Le 20 octobre 2000 - 677 mots

Si chaque exposition importante suscite invariablement son lot de superlatifs, la présentation à Lyon, avant Lille, de 120 tableaux italiens du XVIIIe siècle, conservés dans les musées de province, les mérite incontestablement. Au-delà de la vue d’ensemble des collections françaises, « Settecento » offre un panorama exceptionnel de la peinture en Italie à cette époque, qui a vu éclore de nombreux artistes de génie : Tiepolo et les védutistes bien sûr, mais aussi les Napolitains Solimena et Traversi, le Génois Magnasco, le Bolonais Crespi, ainsi que les Romains Batoni, Trevisiani et Panini.

LYON - Émancipée dans la seconde moitié du XVIIe siècle de la tutelle italienne, la France du XVIIIe, imbue de la supériorité de ses peintres, a vécu dans une relative ignorance de l’art transalpin contemporain.

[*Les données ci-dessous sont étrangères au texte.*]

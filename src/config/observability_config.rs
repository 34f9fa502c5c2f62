//! Observability environment configuration for the push-based (no HTTP
//! server) metrics reporter.

use super::{parse_bool, parse_u64};

#[derive(Debug, Clone)]
pub struct ObservabilityEnvConfig {
    pub enabled: bool,
    pub report_interval_secs: u64,
}

impl ObservabilityEnvConfig {
    pub fn from_env() -> Self {
        Self {
            enabled: parse_bool("OBSERVABILITY_ENABLED", true),
            report_interval_secs: parse_u64("OBSERVABILITY_INTERVAL", 60).unwrap_or(60),
        }
    }
}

Dans une lettre de juin 1751 adressée à Caylus, Charles-Nicolas Cochin portait un jugement fort peu amène sur Batoni et consorts, ne sauvant de l’opprobre que Piazzetta et Tiepolo, “supérieurs à tous les autres peintres d’Italie”. Aujourd’hui, la perception du Settecento n’a guère évolué, résumant la peinture de la péninsule à l’école vénitienne. Les musées de France sont pourtant riches d’œuvres napolitaines ou romaines, bolonaises ou liguriennes de premier plan : l’exposition de Lyon en administre la preuve éclatante en réunissant 120 tableaux venus de 44 musées de région (plus trois parisiens) et de deux églises.

D’abord faut-il peut-être s’entendre sur l’expression “peinture italienne du XVIIIe siècle”, que Pierre Rosenberg juge tout simplement “obsolète et sans grande portée”. Aussi bien la variété des écoles, que celle des talents qui s’y côtoient, semblent lui donner raison. De même, l’accrochage intelligent souligne cette diversité inhérente à chaque foyer : le rapprochement sur des cimaises voisines du néo-caravagisme expressionniste de Giuseppe Maria Crespi et du classicisme orthodoxe pratiqué par Donato Creti, tous les deux actifs à Bologne, est assez éloquent. Toutefois, les commissaires ont alterné regroupement par écoles et par genres, favorisant les rencontres ; les vedute et paysages de la première salle confrontent par exemple Romains et Vénitiens : Panini et Canaletto, Van Bloemen – joliment surnommé l’Orrizonte – et Guardi, Van Wittel et Bellotto. L’exposition est riche par ailleurs de découvertes comme cette Suzanne et les vieillards attribuée à un membre de la famille Piola, Paolo Gerolamo, La Conversion de Saül de Francesco Trevisiani, ou encore les scènes populaires de Cipper. Et puis, après cette manifestation, il ne sera plus possible d’ignorer un artiste de la trempe de Gaspare Traversi, dont les scènes de genre peignant la comédie sociale se distinguent par une incroyable acuité psychologique.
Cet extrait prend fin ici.